Yang Chengfu or Yang Ch'eng-fu (1883–1936) is historically considered the best known teacher of the soft style martial art of Yang-style t'ai chi ch'uan (Yang-style Taijiquan).

Biography
Yang Chengfu was born into the famous Yang Taijiquan family, the son of Yang Chien-hou and grandson of Yang Luchan. With his older brother Yang Shao-hou (楊少侯) and colleagues Wu Jianquan (吳鑑泉) and Sun Lutang (孫錄堂), he was among the first teachers to offer T'ai chi ch'uan instruction to the general public at the Beijing Physical Culture Research Institute from 1914 until 1928. He moved to Shanghai in 1928.

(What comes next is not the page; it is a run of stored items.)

//! # blockpool - Fixed-Size Block Pool
//!
//! Hands out and reclaims equally sized blocks from one buffer without
//! touching the system allocator per allocation:
//! - BlockPool: the engine, an intrusive index free list with lazy formatting
//! - ObjectTraits: typed construction and destruction inside blocks
//! - PoolAllocator: the engine as a pluggable strategy for generic containers
//! - SharedBlockPool: the engine behind a lock, for cross-thread use

pub mod allocator;
pub mod object;
pub mod pool;
pub mod sync;

pub use allocator::PoolAllocator;
pub use object::{Live, ObjectTraits, Rejected, Slot};
pub use pool::{BlockPool, FreeIndices, PoolStats};
pub use sync::SharedBlockPool;

pub use blockpool_core::{BlockHandle, HandleError, PoolConfig, PoolError, PoolId, Result};

/// Allocation strategy handing out one typed slot per block
///
/// Generic containers take an `A: BlockAllocator<T>` and use
/// [`ObjectTraits`] to manage values inside the slots they receive.
pub trait BlockAllocator<T> {
    /// The same strategy for another element type
    type Rebind<U>: BlockAllocator<U>;

    /// Allocate `count` blocks
    fn allocate(&self, count: usize) -> Result<Slot<'_, T>>;

    /// Release blocks obtained from [`allocate`](Self::allocate)
    ///
    /// A refused release hands the slot back inside [`Rejected`].
    fn deallocate<'a>(
        &'a self,
        slot: Slot<'a, T>,
        count: usize,
    ) -> core::result::Result<(), Rejected<'a, T>>;

    /// Largest number of elements a single allocation can hold
    fn max_size(&self) -> usize;

    /// Total number of blocks
    fn capacity(&self) -> usize;

    /// Number of free blocks
    fn available(&self) -> usize;

    /// Number of allocated blocks
    fn used(&self) -> usize {
        self.capacity() - self.available()
    }

    /// Derive the strategy for element type `U`
    fn rebind<U>(&self) -> Result<Self::Rebind<U>>;
}

pub mod prelude {
    pub use crate::{BlockAllocator, BlockPool, ObjectTraits, PoolAllocator, SharedBlockPool};
    pub use crate::{Live, Rejected, Slot};
    pub use blockpool_core::prelude::*;
}
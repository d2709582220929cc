//! Lock-guarded engine for callers that share a pool across threads

use parking_lot::Mutex;

use blockpool_core::{BlockHandle, PoolConfig, Result};

use crate::pool::{BlockPool, PoolStats};

/// A [`BlockPool`] behind a mutex
///
/// Every operation takes the lock for its duration, so allocate and release
/// stay O(1) but serialize.
pub struct SharedBlockPool {
    inner: Mutex<BlockPool>,
}

impl SharedBlockPool {
    /// Wrap an existing engine
    pub fn new(pool: BlockPool) -> Self {
        Self {
            inner: Mutex::new(pool),
        }
    }

    /// Create a shared pool from a configuration
    pub fn from_config(config: &PoolConfig) -> Result<Self> {
        BlockPool::from_config(config).map(Self::new)
    }

    /// Allocate one block
    pub fn allocate(&self) -> Result<BlockHandle> {
        self.inner.lock().allocate()
    }

    /// Return a block to the pool
    pub fn deallocate(&self, handle: BlockHandle) -> Result<()> {
        self.inner.lock().deallocate(handle)
    }

    /// Run `f` on an allocated block's bytes while holding the lock
    pub fn with_block<R>(&self, handle: BlockHandle, f: impl FnOnce(&mut [u8]) -> R) -> Result<R> {
        let mut pool = self.inner.lock();
        let bytes = pool.block_mut(handle)?;
        Ok(f(bytes))
    }

    /// Whether the handle refers to a block currently allocated
    pub fn is_allocated(&self, handle: BlockHandle) -> bool {
        self.inner.lock().is_allocated(handle)
    }

    /// Get statistics
    pub fn stats(&self) -> PoolStats {
        self.inner.lock().stats()
    }

    /// Mark every block free
    pub fn reset(&self) {
        self.inner.lock().reset();
    }

    /// Unwrap the engine
    pub fn into_inner(self) -> BlockPool {
        self.inner.into_inner()
    }
}
// SPDX-License-Identifier: MIT
// Copyright 2026 Roland Dreier <roland@rolandd.dev>

//! Ride record and its lifecycle states.

use chrono::{DateTime, Utc};
use serde::{Deserialize, Serialize};
use std::fmt;

/// Opaque ride identifier, assigned by the store.
#[derive(Debug, Clone, Copy, PartialEq, Eq, Hash, PartialOrd, Ord, Serialize, Deserialize)]
#[serde(transparent)]
pub struct RideId(pub u64);

impl fmt::Display for RideId {
    fn fmt(&self, f: &mut fmt::Formatter<'_>) -> fmt::Result {
        write!(f, "{}", self.0)
    }
}

/// Lifecycle state of a ride.
#[derive(Debug, Clone, Copy, PartialEq, Eq, Hash, Serialize, Deserialize)]
#[serde(rename_all = "snake_case")]
pub enum RideState {
    Created,
    Active,
    Paused,
    Stopped,
}

/// Events accepted by the ride state machine.
///
/// Deletion is not listed: it is valid from any state and removes the ride.
#[derive(Debug, Clone, Copy, PartialEq, Eq, Serialize, Deserialize)]
#[serde(rename_all = "snake_case")]
pub enum RideEvent {
    Activate,
    Pause,
    Stop,
}

impl RideState {
    /// Target state for `event`, or `None` if the transition is illegal.
    pub fn apply(self, event: RideEvent) -> Option<RideState> {
        match (self, event) {
            (RideState::Created | RideState::Paused, RideEvent::Activate) => Some(RideState::Active),
            (RideState::Active, RideEvent::Pause) => Some(RideState::Paused),
            (RideState::Created | RideState::Active | RideState::Paused, RideEvent::Stop) => {
                Some(RideState::Stopped)
            }
            _ => None,
        }
    }
}

impl fmt::Display for RideState {
    fn fmt(&self, f: &mut fmt::Formatter<'_>) -> fmt::Result {
        let name = match self {
            RideState::Created => "created",
            RideState::Active => "active",
            RideState::Paused => "paused",
            RideState::Stopped => "stopped",
        };
        f.write_str(name)
    }
}

impl fmt::Display for RideEvent {
    fn fmt(&self, f: &mut fmt::Formatter<'_>) -> fmt::Result {
        let name = match self {
            RideEvent::Activate => "activate",
            RideEvent::Pause => "pause",
            RideEvent::Stop => "stop",
        };
        f.write_str(name)
    }
}

/// Stored ride record.
#[derive(Debug, Clone, PartialEq, Serialize, Deserialize)]
pub struct Ride {
    pub id: RideId,
    /// User-facing label
    pub name: Option<String>,
    pub state: RideState,
    /// Immutable after creation
    pub created_at: DateTime<Utc>,
    /// Last state change
    pub updated_at: DateTime<Utc>,
}

/// A committed ride state change. `to == None` means the ride was deleted.
#[derive(Debug, Clone, Copy, PartialEq, Eq, Serialize)]
pub struct RideStateChange {
    pub ride_id: RideId,
    pub from: RideState,
    pub to: Option<RideState>,
}

impl RideStateChange {
    /// True when a paused ride became active again (segment boundary).
    pub fn is_resume(&self) -> bool {
        self.from == RideState::Paused && self.to == Some(RideState::Active)
    }

    /// True when the ride stopped being the active ride.
    pub fn leaves_active(&self) -> bool {
        self.from == RideState::Active && self.to != Some(RideState::Active)
    }
}

/// Result of a toggle (headset button) request.
#[derive(Debug, Clone, Copy, PartialEq, Eq, Serialize)]
#[serde(rename_all = "snake_case")]
pub enum ToggleOutcome {
    Activated,
    Paused,
}
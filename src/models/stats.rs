//! Ride telemetry aggregates.
//!
//! These are computed on read from the ride's log points and never stored.

use serde::Serialize;

/// Derived metrics for one ride.
#[derive(Debug, Clone, Copy, Default, PartialEq, Serialize)]
pub struct RideStats {
    // ─── Totals ──────────────────────────────────────────────────
    /// Sum of distance-since-last (meters)
    pub total_distance_m: f64,
    /// Sum of duration-since-last (milliseconds)
    pub total_duration_ms: u64,

    // ─── Moving ──────────────────────────────────────────────────
    /// Duration of intervals above the speed floor (milliseconds)
    pub moving_duration_ms: u64,
    /// Distance covered during moving intervals (meters)
    pub moving_distance_m: f64,

    // ─── Speeds (m/s) ────────────────────────────────────────────
    pub average_speed_m_s: f64,
    pub average_moving_speed_m_s: f64,
    pub max_speed_m_s: f64,

    // ─── Sensors ─────────────────────────────────────────────────
    pub average_cadence: Option<f64>,
    pub average_heart_rate: Option<f64>,

    /// Number of log points the aggregate was computed from
    pub point_count: usize,
}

Chengfu is known for having "smoothed" out the somewhat more vigorous training routine he learned from his family as well as emphasising a "large frame" or "Da Jia (大架)" with expansive movements in stepping and using large circular motions with the arms. His smooth, evenly paced large frame form and its hundreds of offshoots has been the standard for Yang-style t'ai chi ch'uan (and overwhelmingly in the public imagination for T'ai chi ch'uan in general) ever since.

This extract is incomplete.